Work instruction:
Only the lines below starting at the one containing "impl Default for" and ending at the one containing "pub fn validate(&self)" belong in the answer, each copied exactly.

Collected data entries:

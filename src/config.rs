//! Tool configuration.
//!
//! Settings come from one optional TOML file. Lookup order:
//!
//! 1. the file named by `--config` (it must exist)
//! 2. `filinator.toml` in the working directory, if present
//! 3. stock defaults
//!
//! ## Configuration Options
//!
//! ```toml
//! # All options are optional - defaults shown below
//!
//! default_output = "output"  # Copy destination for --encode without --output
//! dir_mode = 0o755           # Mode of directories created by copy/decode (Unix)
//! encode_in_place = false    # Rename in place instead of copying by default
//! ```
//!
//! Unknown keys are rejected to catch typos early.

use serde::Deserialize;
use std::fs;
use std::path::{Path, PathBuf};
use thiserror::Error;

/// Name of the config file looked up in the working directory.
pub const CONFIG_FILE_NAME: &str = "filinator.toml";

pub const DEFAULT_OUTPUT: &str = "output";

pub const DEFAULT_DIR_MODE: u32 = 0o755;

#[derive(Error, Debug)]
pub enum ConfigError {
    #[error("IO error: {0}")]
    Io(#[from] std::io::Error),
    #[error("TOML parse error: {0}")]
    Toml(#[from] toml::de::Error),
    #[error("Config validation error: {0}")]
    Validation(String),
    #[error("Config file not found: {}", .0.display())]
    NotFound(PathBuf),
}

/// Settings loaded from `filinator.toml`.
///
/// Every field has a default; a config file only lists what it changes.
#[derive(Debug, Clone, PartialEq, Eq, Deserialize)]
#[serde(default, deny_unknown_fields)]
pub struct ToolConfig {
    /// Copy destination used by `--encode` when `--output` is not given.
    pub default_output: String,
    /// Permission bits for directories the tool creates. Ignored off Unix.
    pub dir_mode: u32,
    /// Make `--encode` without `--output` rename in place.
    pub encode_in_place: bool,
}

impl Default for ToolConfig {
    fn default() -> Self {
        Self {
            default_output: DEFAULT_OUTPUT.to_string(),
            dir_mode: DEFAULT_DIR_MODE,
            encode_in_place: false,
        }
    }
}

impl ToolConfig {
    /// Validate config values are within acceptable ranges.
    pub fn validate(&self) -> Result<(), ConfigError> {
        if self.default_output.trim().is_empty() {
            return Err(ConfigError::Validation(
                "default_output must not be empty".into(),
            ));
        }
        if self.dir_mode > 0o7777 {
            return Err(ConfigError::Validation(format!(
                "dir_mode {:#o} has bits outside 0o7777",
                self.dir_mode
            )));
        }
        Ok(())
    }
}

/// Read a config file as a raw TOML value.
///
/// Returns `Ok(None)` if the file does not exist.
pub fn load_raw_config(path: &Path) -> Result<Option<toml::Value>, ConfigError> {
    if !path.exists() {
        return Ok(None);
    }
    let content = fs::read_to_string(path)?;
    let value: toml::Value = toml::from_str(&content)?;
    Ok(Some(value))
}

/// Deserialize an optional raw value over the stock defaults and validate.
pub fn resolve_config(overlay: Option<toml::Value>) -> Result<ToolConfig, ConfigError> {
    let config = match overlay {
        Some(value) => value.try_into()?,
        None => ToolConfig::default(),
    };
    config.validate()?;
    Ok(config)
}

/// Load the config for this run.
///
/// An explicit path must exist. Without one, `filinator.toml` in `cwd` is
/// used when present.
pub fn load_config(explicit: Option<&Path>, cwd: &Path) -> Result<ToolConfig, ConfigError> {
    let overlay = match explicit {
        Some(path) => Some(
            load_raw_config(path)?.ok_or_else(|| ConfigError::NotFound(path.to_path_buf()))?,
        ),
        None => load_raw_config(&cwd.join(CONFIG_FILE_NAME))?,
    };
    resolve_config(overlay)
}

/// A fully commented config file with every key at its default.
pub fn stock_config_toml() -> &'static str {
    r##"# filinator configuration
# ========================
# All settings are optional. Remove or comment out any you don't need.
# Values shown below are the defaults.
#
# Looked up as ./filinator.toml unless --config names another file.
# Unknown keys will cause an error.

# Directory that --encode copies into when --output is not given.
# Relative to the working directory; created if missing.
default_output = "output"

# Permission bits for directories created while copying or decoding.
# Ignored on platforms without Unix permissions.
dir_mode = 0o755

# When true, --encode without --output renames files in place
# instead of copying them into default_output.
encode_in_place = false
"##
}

Reply:
impl Default for ToolConfig {
    fn default() -> Self {
        Self {
            default_output: DEFAULT_OUTPUT.to_string(),
            dir_mode: DEFAULT_DIR_MODE,
            encode_in_place: false,
        }
    }
}

impl ToolConfig {
    /// Validate config values are within acceptable ranges.
    pub fn validate(&self) -> Result<(), ConfigError> {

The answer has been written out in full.